WHAT THE TASK ASKS> In how many lines of the records below does the word "AsRef" appear? Answer with the number alone.

SUPPLIED RECORDS>
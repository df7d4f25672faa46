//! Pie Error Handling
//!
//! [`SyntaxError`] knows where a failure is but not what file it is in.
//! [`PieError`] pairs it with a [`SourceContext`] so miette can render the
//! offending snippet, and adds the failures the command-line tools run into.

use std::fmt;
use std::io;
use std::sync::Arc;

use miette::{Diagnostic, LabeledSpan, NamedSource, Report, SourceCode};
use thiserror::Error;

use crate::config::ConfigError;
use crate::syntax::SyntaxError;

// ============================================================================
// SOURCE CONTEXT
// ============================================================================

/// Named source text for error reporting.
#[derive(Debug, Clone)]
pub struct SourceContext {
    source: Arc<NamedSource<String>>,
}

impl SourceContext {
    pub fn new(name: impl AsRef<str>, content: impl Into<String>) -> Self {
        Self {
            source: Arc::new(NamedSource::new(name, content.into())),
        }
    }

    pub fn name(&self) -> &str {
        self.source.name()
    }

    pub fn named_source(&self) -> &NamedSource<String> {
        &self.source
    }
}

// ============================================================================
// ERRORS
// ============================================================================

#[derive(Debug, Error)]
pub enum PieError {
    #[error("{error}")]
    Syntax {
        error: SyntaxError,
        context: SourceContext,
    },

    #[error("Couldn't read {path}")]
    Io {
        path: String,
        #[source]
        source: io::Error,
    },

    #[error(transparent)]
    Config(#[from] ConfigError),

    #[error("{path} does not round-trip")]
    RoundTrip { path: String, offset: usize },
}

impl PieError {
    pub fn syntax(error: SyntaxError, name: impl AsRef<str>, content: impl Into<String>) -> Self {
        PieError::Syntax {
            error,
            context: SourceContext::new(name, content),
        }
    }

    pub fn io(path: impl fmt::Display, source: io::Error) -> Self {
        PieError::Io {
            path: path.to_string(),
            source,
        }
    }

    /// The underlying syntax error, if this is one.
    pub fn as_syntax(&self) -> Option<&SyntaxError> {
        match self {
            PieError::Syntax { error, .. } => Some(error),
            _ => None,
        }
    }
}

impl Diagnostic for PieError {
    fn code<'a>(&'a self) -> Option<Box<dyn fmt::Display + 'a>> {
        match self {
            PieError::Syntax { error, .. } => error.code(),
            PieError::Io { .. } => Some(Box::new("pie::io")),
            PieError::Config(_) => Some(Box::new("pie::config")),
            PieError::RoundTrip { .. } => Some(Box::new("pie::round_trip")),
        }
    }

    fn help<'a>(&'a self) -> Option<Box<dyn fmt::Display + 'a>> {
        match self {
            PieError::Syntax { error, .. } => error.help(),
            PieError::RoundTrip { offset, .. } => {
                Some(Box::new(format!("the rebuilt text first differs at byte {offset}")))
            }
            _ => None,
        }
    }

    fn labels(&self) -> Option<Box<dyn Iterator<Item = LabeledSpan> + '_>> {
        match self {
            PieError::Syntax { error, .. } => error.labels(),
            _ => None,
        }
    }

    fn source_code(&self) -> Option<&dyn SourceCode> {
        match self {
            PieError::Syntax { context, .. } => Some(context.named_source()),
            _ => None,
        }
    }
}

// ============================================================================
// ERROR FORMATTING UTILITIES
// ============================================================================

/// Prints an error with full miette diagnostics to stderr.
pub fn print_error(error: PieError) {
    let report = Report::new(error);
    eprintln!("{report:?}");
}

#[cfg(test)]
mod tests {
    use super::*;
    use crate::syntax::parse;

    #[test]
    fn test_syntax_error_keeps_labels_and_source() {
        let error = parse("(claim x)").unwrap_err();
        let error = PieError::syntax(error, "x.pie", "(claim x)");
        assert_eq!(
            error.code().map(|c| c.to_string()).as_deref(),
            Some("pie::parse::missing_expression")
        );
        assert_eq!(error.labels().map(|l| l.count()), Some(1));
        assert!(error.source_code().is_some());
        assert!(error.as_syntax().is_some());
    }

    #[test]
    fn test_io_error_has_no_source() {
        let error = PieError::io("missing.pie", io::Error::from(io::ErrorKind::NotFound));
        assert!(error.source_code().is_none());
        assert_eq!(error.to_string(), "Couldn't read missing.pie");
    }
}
...
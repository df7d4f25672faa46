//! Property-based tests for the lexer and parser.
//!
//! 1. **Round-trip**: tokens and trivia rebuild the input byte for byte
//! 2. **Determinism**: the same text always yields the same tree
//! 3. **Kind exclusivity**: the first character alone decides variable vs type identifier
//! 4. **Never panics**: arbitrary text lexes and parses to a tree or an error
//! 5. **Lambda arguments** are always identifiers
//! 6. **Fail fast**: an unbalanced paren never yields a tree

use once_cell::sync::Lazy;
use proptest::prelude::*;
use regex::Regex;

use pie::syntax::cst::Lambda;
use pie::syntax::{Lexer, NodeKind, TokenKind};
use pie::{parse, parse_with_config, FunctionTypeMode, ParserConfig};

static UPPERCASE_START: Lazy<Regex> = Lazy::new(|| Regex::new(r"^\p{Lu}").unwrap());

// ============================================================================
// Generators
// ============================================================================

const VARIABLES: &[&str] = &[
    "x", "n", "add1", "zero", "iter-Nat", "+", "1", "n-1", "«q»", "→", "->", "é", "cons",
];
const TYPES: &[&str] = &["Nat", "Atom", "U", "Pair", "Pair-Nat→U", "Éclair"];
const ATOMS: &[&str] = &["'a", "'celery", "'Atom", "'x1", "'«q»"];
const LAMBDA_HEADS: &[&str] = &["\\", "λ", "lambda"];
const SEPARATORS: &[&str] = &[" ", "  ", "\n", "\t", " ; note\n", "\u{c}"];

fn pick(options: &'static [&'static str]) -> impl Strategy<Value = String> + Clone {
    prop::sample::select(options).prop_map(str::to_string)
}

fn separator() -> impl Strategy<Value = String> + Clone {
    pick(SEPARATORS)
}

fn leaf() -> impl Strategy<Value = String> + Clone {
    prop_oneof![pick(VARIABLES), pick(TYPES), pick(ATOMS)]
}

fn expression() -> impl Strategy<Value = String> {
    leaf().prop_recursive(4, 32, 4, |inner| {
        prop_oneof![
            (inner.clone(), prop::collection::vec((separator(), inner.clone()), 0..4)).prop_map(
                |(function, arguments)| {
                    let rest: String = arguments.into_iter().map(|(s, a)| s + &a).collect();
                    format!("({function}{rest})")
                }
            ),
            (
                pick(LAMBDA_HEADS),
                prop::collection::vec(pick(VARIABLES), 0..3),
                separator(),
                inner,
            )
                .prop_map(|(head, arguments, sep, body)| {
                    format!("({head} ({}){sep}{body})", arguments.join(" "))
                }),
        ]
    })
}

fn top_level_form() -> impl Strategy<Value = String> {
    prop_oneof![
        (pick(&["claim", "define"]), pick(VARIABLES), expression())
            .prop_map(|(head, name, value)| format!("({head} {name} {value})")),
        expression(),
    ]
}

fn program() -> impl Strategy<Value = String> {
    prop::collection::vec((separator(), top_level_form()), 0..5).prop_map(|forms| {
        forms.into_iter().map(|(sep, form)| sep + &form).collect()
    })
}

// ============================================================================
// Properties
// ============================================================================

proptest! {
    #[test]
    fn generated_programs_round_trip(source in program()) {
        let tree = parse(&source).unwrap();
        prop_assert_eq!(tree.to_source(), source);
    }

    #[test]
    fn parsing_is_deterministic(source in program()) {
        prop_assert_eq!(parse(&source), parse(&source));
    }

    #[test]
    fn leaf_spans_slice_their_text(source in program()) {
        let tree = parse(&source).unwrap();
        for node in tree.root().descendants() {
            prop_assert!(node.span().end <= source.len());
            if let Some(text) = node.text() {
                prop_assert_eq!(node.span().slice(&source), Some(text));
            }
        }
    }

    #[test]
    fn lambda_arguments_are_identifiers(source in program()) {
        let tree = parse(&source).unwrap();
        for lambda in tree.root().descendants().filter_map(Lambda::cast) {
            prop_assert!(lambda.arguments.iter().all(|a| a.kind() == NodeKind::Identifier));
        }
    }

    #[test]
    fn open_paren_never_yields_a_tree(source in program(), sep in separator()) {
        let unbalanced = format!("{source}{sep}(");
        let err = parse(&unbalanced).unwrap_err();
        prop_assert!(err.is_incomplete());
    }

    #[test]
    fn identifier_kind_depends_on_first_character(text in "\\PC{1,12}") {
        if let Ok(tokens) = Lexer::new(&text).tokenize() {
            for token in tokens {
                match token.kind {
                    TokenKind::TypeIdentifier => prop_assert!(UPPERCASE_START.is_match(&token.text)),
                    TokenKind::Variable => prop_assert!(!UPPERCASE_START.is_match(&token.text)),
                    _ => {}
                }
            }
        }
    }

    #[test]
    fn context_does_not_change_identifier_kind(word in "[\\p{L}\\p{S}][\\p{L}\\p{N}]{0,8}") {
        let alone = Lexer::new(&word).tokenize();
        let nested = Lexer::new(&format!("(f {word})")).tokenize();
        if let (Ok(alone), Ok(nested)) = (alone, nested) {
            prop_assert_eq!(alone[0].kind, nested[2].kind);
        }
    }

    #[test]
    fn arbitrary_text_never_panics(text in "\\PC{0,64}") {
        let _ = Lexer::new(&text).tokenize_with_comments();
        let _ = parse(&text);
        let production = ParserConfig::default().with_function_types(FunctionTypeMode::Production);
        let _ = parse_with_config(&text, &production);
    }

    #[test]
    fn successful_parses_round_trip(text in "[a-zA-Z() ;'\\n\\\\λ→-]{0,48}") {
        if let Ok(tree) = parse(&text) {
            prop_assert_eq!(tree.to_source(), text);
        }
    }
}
==
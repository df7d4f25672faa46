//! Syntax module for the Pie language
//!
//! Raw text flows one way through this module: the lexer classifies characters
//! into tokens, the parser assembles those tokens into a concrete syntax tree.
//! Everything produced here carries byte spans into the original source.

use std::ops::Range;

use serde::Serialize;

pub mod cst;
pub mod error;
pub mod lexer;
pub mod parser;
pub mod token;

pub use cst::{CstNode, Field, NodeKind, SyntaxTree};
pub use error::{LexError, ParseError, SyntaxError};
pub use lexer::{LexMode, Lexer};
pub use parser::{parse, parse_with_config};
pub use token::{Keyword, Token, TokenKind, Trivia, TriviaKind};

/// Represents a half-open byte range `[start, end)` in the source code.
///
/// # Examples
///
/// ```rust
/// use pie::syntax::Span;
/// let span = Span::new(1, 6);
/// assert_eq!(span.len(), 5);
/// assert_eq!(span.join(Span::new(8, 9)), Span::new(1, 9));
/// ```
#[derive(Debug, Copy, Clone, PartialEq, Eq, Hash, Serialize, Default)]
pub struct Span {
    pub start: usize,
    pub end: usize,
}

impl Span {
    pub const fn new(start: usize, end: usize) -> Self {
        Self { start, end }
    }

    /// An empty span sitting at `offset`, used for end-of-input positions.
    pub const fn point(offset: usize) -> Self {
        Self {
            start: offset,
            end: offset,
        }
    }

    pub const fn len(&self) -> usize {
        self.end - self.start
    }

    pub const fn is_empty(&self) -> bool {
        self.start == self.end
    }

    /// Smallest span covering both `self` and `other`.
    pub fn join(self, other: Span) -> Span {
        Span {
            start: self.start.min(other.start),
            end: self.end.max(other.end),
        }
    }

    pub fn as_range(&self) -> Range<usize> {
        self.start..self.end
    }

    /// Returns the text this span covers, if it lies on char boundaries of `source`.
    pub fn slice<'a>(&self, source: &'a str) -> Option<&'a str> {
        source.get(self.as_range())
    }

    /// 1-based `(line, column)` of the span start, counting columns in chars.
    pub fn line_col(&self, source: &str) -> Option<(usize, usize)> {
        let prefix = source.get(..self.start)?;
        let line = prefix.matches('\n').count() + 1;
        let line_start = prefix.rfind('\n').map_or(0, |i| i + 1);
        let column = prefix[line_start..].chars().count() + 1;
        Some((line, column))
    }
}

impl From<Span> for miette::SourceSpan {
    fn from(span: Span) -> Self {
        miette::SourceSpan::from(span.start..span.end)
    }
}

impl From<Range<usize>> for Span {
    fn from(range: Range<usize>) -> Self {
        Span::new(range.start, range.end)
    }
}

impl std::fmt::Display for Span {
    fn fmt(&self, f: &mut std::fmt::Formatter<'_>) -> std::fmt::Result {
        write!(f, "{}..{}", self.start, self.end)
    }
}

ANSWER AREA> 2